Comment 4 Alejandro Sanchez 2017-08-01 03:08:16 MDT

Frank, is there anything else we can assist you with this bug? Thanks.

Comment 5 frank.schluenzen 2017-08-01 03:26:37 MDT

(In reply to Alejandro Sanchez from comment #4)
> Frank, is there anything else we can assist you with this bug? Thanks.

Maybe a last question: we already have a process-cleanup in the epilog and we don't have more than one job on a node at a time, which makes it easy. Is there any advantage of proctrack/cgroup other than cleaning up processes?  Apart from that all fine, consider the "issue" closed. Thanks.

Comment 6 Alejandro Sanchez 2017-08-01 03:40:05 MDT

(In reply to frank.schluenzen from comment #5)
> (In reply to Alejandro Sanchez from comment #4)
> > Frank, is there anything else we can assist you with this bug? Thanks.
> 
> Maybe a last question: we already have a process-cleanup in the epilog and
> we don't have more than one job on a node at a time, which makes it easy. Is
> there any advantage of proctrack/cgroup other than cleaning up processes? 
> Apart from that all fine, consider the "issue" closed. Thanks.

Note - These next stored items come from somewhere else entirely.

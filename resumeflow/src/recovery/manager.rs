//! The error recovery manager.
//!
//! Each fault moves through observed -> categorized -> strategy selected ->
//! recovery attempted, ending resolved or escalated. Stage mutations go
//! through the shared [`StateStore`](crate::state::StateStore).

use super::backoff::BackoffPolicy;
use super::classify::{assess_severity, categorize, select_strategy};
use super::context::ErrorContext;
use super::fault::StageFault;
use super::stats::ErrorStatistics;
use super::types::{RecoveryOutcome, RecoveryStrategy};
use crate::config::RecoveryConfig;
use crate::core::StageStatus;
use crate::errors::{EngineError, EngineResult};
use crate::state::SharedStateStore;
use crate::utils::{read_optional, remove_if_exists, write_atomic};
use parking_lot::Mutex;
use serde_json::Value;
use std::collections::VecDeque;
use std::path::{Path, PathBuf};
use tracing::{info, warn};
use uuid::Uuid;

/// Classifies stage faults and applies recovery strategies.
pub struct ErrorRecoveryManager {
    store: SharedStateStore,
    config: RecoveryConfig,
    history: Mutex<VecDeque<ErrorContext>>,
    error_log: Option<PathBuf>,
}

impl ErrorRecoveryManager {
    /// Creates a manager over the shared store.
    ///
    /// When `persist_error_log` is set, handled faults are also written to
    /// `<state_dir>/errors/<workflow_id>.json`.
    pub fn new(store: SharedStateStore, config: RecoveryConfig) -> Self {
        let error_log = config.persist_error_log.then(|| {
            let guard = store.lock();
            guard
                .config()
                .error_log_dir()
                .join(format!("{}.json", guard.workflow_id()))
        });
        Self {
            store,
            config,
            history: Mutex::new(VecDeque::new()),
            error_log,
        }
    }

    /// Returns the recovery configuration.
    pub fn config(&self) -> &RecoveryConfig {
        &self.config
    }

    /// Returns the error log path, if persistence is enabled.
    pub fn error_log_path(&self) -> Option<&Path> {
        self.error_log.as_deref()
    }

    /// Classifies a fault and builds its context.
    pub fn create_context(&self, stage_name: &str, fault: &StageFault) -> ErrorContext {
        let category = categorize(fault);
        let severity = assess_severity(fault);
        let strategy = select_strategy(fault, category);
        let backoff = BackoffPolicy::from_config(&self.config).adjusted_for(category);
        let workflow_id = self.store.lock().workflow_id().to_string();

        info!(
            workflow_id = %workflow_id,
            stage = %stage_name,
            error_type = %fault.error_type,
            category = %category,
            severity = %severity,
            strategy = %strategy,
            "Classified stage fault"
        );

        ErrorContext::new(
            workflow_id,
            stage_name,
            &fault.error_type,
            &fault.message,
            severity,
            category,
            strategy,
            self.config.max_retries,
            backoff,
        )
        .with_details(fault.details.clone())
    }

    /// Classifies a fault and attempts recovery.
    ///
    /// `previous` is the context of an earlier fault in the same stage run;
    /// its retry count carries over so backoff keeps growing.
    pub async fn handle_fault(
        &self,
        stage_name: &str,
        fault: &StageFault,
        previous: Option<&ErrorContext>,
    ) -> EngineResult<(ErrorContext, RecoveryOutcome)> {
        let mut ctx = self.create_context(stage_name, fault);
        if let Some(previous) = previous {
            ctx = ctx.continuing(previous);
        }
        let outcome = self.attempt_recovery(&mut ctx).await?;
        Ok((ctx, outcome))
    }

    /// Applies the context's strategy.
    ///
    /// A retry sleeps for the backoff delay before returning, blocking only
    /// the calling task. Engine errors mean the store itself rejected the
    /// change and are never retried.
    pub async fn attempt_recovery(&self, ctx: &mut ErrorContext) -> EngineResult<RecoveryOutcome> {
        if ctx.recovery_strategy != RecoveryStrategy::Retry {
            let strategy = ctx.recovery_strategy;
            return self.apply(ctx, strategy);
        }

        if ctx.is_exhausted() {
            ctx.resolve(false, "retries exhausted");
            warn!(
                stage = %ctx.stage_name,
                retries = ctx.retry_count,
                max_retries = ctx.max_retries,
                "Retries exhausted"
            );
            self.record(ctx);
            return Ok(RecoveryOutcome::RetryExhausted);
        }

        let delay = ctx.next_delay();
        info!(
            stage = %ctx.stage_name,
            attempt = ctx.retry_count + 1,
            delay_ms = u64::try_from(delay.as_millis()).unwrap_or(u64::MAX),
            "Retrying stage after backoff"
        );
        tokio::time::sleep(delay).await;

        ctx.retry_count += 1;
        {
            // A suspension may have paused the stage during the backoff.
            let mut store = self.store.lock();
            if status_of(&store, &ctx.stage_name)? == StageStatus::Running {
                store.record_retry(&ctx.stage_name)?;
            }
        }
        ctx.resolve(false, format!("retry {} of {}", ctx.retry_count, ctx.max_retries));
        self.record(ctx);
        Ok(RecoveryOutcome::Retry {
            attempt: ctx.retry_count,
            delay,
        })
    }

    /// Applies the configured escalation strategy after retries ran out.
    ///
    /// Retry and alternative are not valid escalations and fall back to manual.
    pub fn escalate(&self, ctx: &mut ErrorContext) -> EngineResult<RecoveryOutcome> {
        let strategy = match self.config.escalation_strategy {
            RecoveryStrategy::Retry | RecoveryStrategy::Alternative => RecoveryStrategy::Manual,
            other => other,
        };
        warn!(
            stage = %ctx.stage_name,
            from = %ctx.recovery_strategy,
            to = %strategy,
            "Escalating fault"
        );
        ctx.recovery_strategy = strategy;
        self.apply(ctx, strategy)
    }

    /// Marks a recorded fault resolved, e.g. after a retried stage succeeds.
    pub fn mark_resolved(&self, error_id: Uuid) -> bool {
        let updated = {
            let mut history = self.history.lock();
            history.iter_mut().find(|c| c.error_id == error_id).map(|ctx| {
                ctx.resolve(true, "stage succeeded after retry");
                ctx.clone()
            })
        };
        match updated {
            Some(ctx) => {
                self.persist(&ctx);
                true
            }
            None => false,
        }
    }

    /// Returns the recorded faults, oldest first.
    pub fn history(&self) -> Vec<ErrorContext> {
        self.history.lock().iter().cloned().collect()
    }

    /// Derives statistics from the history.
    pub fn statistics(&self) -> ErrorStatistics {
        ErrorStatistics::from_history(self.history.lock().iter())
    }

    /// Clears the in-memory history and the error log.
    pub fn clear_history(&self) -> EngineResult<()> {
        self.history.lock().clear();
        if let Some(path) = &self.error_log {
            remove_if_exists(path)?;
        }
        Ok(())
    }

    fn apply(&self, ctx: &mut ErrorContext, strategy: RecoveryStrategy) -> EngineResult<RecoveryOutcome> {
        let stage = ctx.stage_name.clone();
        let message = ctx.error_message.clone();

        let outcome = match strategy {
            RecoveryStrategy::Retry => {
                // Only reachable through escalation misconfiguration.
                return Err(EngineError::Config(
                    "retry cannot be applied synchronously".to_string(),
                ));
            }
            RecoveryStrategy::Skip => {
                let reason = format!("Skipped after {} error: {}", ctx.category, message);
                self.store.lock().skip_stage(&stage, &reason)?;
                ctx.resolve(true, "stage skipped");
                RecoveryOutcome::Skipped
            }
            RecoveryStrategy::Rollback => {
                let mut store = self.store.lock();
                if status_of(&store, &stage)? != StageStatus::Failed {
                    store.fail_stage(&stage, &message)?;
                }
                match store.rollback_to_stage(&stage) {
                    Ok(()) => {
                        ctx.resolve(true, "rolled back to faulting stage");
                        RecoveryOutcome::RolledBack
                    }
                    Err(e) => {
                        warn!(stage = %stage, error = %e, "Rollback failed");
                        ctx.resolve(false, "rollback failed");
                        RecoveryOutcome::RollbackFailed {
                            reason: e.to_string(),
                        }
                    }
                }
            }
            RecoveryStrategy::Manual => {
                let mut store = self.store.lock();
                if status_of(&store, &stage)? == StageStatus::Running {
                    store.pause_stage(&stage, &message)?;
                }
                ctx.resolve(false, "awaiting manual intervention");
                RecoveryOutcome::ManualIntervention { message }
            }
            RecoveryStrategy::Abort => {
                let mut store = self.store.lock();
                if matches!(
                    status_of(&store, &stage)?,
                    StageStatus::Pending | StageStatus::Running | StageStatus::Paused
                ) {
                    store.fail_stage(&stage, &message)?;
                }
                store.mark_aborted(&stage, &message);
                ctx.resolve(false, "workflow aborted");
                RecoveryOutcome::Aborted { message }
            }
            RecoveryStrategy::Alternative => {
                ctx.resolve(false, "fallback executor requested");
                RecoveryOutcome::AlternativeRequested
            }
        };

        info!(stage = %stage, strategy = %strategy, outcome = ?outcome, "Applied recovery strategy");
        self.record(ctx);
        Ok(outcome)
    }

    /// Stores the context, replacing an earlier entry with the same id.
    fn record(&self, ctx: &ErrorContext) {
        {
            let mut history = self.history.lock();
            if let Some(existing) = history.iter_mut().find(|c| c.error_id == ctx.error_id) {
                *existing = ctx.clone();
            } else {
                history.push_back(ctx.clone());
                while history.len() > self.config.max_error_history {
                    history.pop_front();
                }
            }
        }
        self.persist(ctx);
    }

    fn persist(&self, ctx: &ErrorContext) {
        let Some(path) = &self.error_log else {
            return;
        };
        if let Err(e) = self.append_to_log(path, ctx) {
            warn!(path = %path.display(), error = %e, "Failed to write error log");
        }
    }

    fn append_to_log(&self, path: &Path, ctx: &ErrorContext) -> EngineResult<()> {
        let mut entries: Vec<Value> = match read_optional(path)? {
            Some(content) => serde_json::from_str(&content)?,
            None => Vec::new(),
        };
        let id = ctx.error_id.to_string();
        let entry = serde_json::to_value(ctx.to_dict())?;
        match entries
            .iter_mut()
            .find(|e| e.get("error_id").and_then(Value::as_str) == Some(id.as_str()))
        {
            Some(existing) => *existing = entry,
            None => entries.push(entry),
        }
        let excess = entries.len().saturating_sub(self.config.max_error_history);
        entries.drain(..excess);
        write_atomic(path, &serde_json::to_vec_pretty(&entries)?)
    }
}

impl std::fmt::Debug for ErrorRecoveryManager {
    fn fmt(&self, f: &mut std::fmt::Formatter<'_>) -> std::fmt::Result {
        f.debug_struct("ErrorRecoveryManager")
            .field("config", &self.config)
            .field("history", &self.history.lock().len())
            .field("error_log", &self.error_log)
            .finish_non_exhaustive()
    }
}

fn status_of(store: &crate::state::StateStore, stage: &str) -> EngineResult<StageStatus> {
    store
        .state()
        .stage(stage)
        .map(crate::core::StageState::status)
        .ok_or_else(|| EngineError::UnknownStage(stage.to_string()))
}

According to the documentation in:
https://slurm.schedmd.com/proctrack_plugins.html

The proctrack plugins are responsible for process tracking. This means that a container id is created and tasks are placed in that container. The plugin also permits to signal specific pids associated with with a step, i.e. SIGSTOP/SIGCONT signals, which can be used by other components such as Gang Scheduling, Preemption logic and/or scancel.

proctrack/cgroup is the only implementation entirely reliable for process tracking. We encourage to avoid using different flavors.

Comment 7 Alejandro Sanchez 2017-08-07 09:14:16 MDT

Frank, I'm closing this as per the info provided. Please, reopen if you have any further questions. Thanks.